En danse-thérapie, la prise de conscience et l’expression de soi sont visées pour être renforcées. Il n’y a pas d’apprentissage. Comme la danse-thérapie ne repose pas sur la performance, il n’y a pas d’échec et tout le monde en retire des bénéfices singuliers : le corps devient l’instrument qui apprend à être bien dans sa peau. Dans la danse-thérapie, les pratiquants souhaitent réveiller leur énergie, redécouvrir le plaisir de la danse, de la convivialité. Pour la plupart, le corps se transforme, devient léger, dynamique et joyeux. On se libère de tensions et de blocages inscrits dans la mémoire du corps.

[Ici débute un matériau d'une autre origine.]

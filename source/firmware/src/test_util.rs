use std::collections::BTreeMap;

use crate::mmio::RegisterBlock;

/// Registers that remember every write and answer reads from a table.
#[derive(Debug)]
pub(crate) struct FakeRegisters {
    pub(crate) writes: Vec<(usize, u32)>,
    pub(crate) values: BTreeMap<usize, u32>,
}

impl Default for FakeRegisters {
    fn default() -> Self {
        trace_init();
        Self {
            writes: Vec::new(),
            values: BTreeMap::new(),
        }
    }
}

impl FakeRegisters {
    pub(crate) fn with_value(mut self, offset: usize, value: u32) -> Self {
        self.values.insert(offset, value);
        self
    }

    pub(crate) fn take_writes(&mut self) -> Vec<(usize, u32)> {
        std::mem::take(&mut self.writes)
    }
}

impl RegisterBlock for FakeRegisters {
    fn read(&self, offset: usize) -> u32 {
        self.values.get(&offset).copied().unwrap_or(0)
    }

    fn write(&mut self, offset: usize, value: u32) {
        self.writes.push((offset, value));
    }
}

pub(crate) fn trace_init() {
    use tracing_subscriber::filter::{LevelFilter, Targets};
    use tracing_subscriber::prelude::*;

    let filter = std::env::var("RUST_LOG")
        .ok()
        .and_then(|env| env.parse::<Targets>().ok())
        .unwrap_or_else(|| {
            Targets::new()
                .with_target("firmware", LevelFilter::TRACE)
                .with_target("vring", LevelFilter::DEBUG)
        });
    let _res = tracing_subscriber::fmt()
        .with_test_writer()
        .without_time()
        .finish()
        .with(filter)
        .try_init();
}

Sur le plan physique, la danse-thérapie améliore la circulation, la coordination et le tonus musculaire. Sur le plan mental et émotif, elle ravive les capacités intellectuelles et la créativité. Elle permet de rencontrer des émotions parfois difficiles à exprimer verbalement (colère, frustration, sentiment d’isolement). Enfin, la danse-thérapie est particulièrement indiquée chez les personnes inhibées. Son efficacité a aussi été reconnue dans les hôpitaux. Elle aide les malades à retrouver l’estime de soi.